[DATASET EXTRACT]

============================================================

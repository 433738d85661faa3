use serde::Deserialize;

use crate::report::{DiffEntry, Project, User};

/// The authenticated identity, as returned by `GET /user`.
#[derive(Debug, Clone, Deserialize)]
pub struct ApiCurrentUser {
    pub id: u64,
    pub username: String,
    /// Only present when the instance exposes admin status over the API
    pub is_admin: Option<bool>,
}

/// A project as returned by `GET /projects`.
#[derive(Debug, Clone, Deserialize)]
pub struct ApiProject {
    pub id: u64,
    pub name: String,
    pub path_with_namespace: String,
    pub visibility: Option<String>,
    pub web_url: String,
}

/// A user as returned by `GET /users`.
#[derive(Debug, Clone, Deserialize)]
pub struct ApiUser {
    pub id: u64,
    pub username: String,
    pub name: String,
    pub email: Option<String>,
    pub state: Option<String>,
}

/// A commit as returned by the list and detail endpoints.
///
/// List responses are summaries; the detail endpoint fills the same shape,
/// so one type covers both round trips.
#[derive(Debug, Clone, Deserialize)]
pub struct ApiCommit {
    pub id: String,
    pub short_id: String,
    pub title: String,
    pub message: String,
    pub author_name: String,
    pub author_email: String,
    pub created_at: String,
}

/// One diff item as returned by `GET /projects/:id/repository/commits/:sha/diff`.
///
/// The upstream payload carries far more (hunk text, mode changes, rename
/// flags); only the retained fields are deserialized.
#[derive(Debug, Clone, Deserialize)]
pub struct ApiDiff {
    #[serde(default)]
    pub new_path: String,
    #[serde(default)]
    pub old_path: String,
    pub new_file: Option<bool>,
}

impl From<ApiProject> for Project {
    fn from(p: ApiProject) -> Self {
        Self {
            id: p.id,
            name: p.name,
            path_with_namespace: p.path_with_namespace,
            visibility: p.visibility.unwrap_or_else(|| "unknown".to_string()),
            web_url: p.web_url,
        }
    }
}

impl From<ApiUser> for User {
    fn from(u: ApiUser) -> Self {
        Self {
            id: u.id,
            username: u.username,
            name: u.name,
            email: u.email,
            state: u.state.unwrap_or_else(|| "unknown".to_string()),
        }
    }
}

impl From<ApiDiff> for DiffEntry {
    fn from(d: ApiDiff) -> Self {
        Self {
            new_path: d.new_path,
            old_path: d.old_path,
            new_file: d.new_file,
        }
    }
}
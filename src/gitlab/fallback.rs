use futures::future::BoxFuture;
use log::{debug, warn};

use crate::error::Result;

/// When a fallback chain moves on to its next strategy.
#[derive(Debug, Clone, Copy, PartialEq, Eq)]
pub(super) enum Advance {
    /// Only a failed strategy advances the chain; an empty success is a
    /// valid outcome (e.g., a project with no commits in the window)
    OnError,
    /// An empty success also advances the chain; used where "no results"
    /// usually means the listing itself was not honored
    OnErrorOrEmpty,
}

/// Runs strategies in order; the first acceptable result wins.
///
/// Exhausting the chain is not an error for the caller: it yields an empty
/// list plus logged diagnostics, so enumeration failures degrade instead of
/// aborting the run.
pub(super) async fn first_success<'a, T>(
    what: &str,
    advance: Advance,
    attempts: Vec<(&'static str, BoxFuture<'a, Result<Vec<T>>>)>,
) -> Vec<T> {
    for (name, attempt) in attempts {
        match attempt.await {
            Ok(items) if items.is_empty() && advance == Advance::OnErrorOrEmpty => {
                debug!("{what}: strategy '{name}' returned no results, trying next");
            }
            Ok(items) => {
                debug!("{what}: strategy '{name}' returned {} results", items.len());
                return items;
            }
            Err(e) => {
                warn!("{what}: strategy '{name}' failed: {e}");
            }
        }
    }

    warn!("{what}: all strategies exhausted, continuing with empty result");
    Vec::new()
}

============================================================

[WHAT THE TASK ASKS]
How many lines in this material contain the string "BoxFuture"? State the number alone.

[OUTPUT OF THE TASK]
2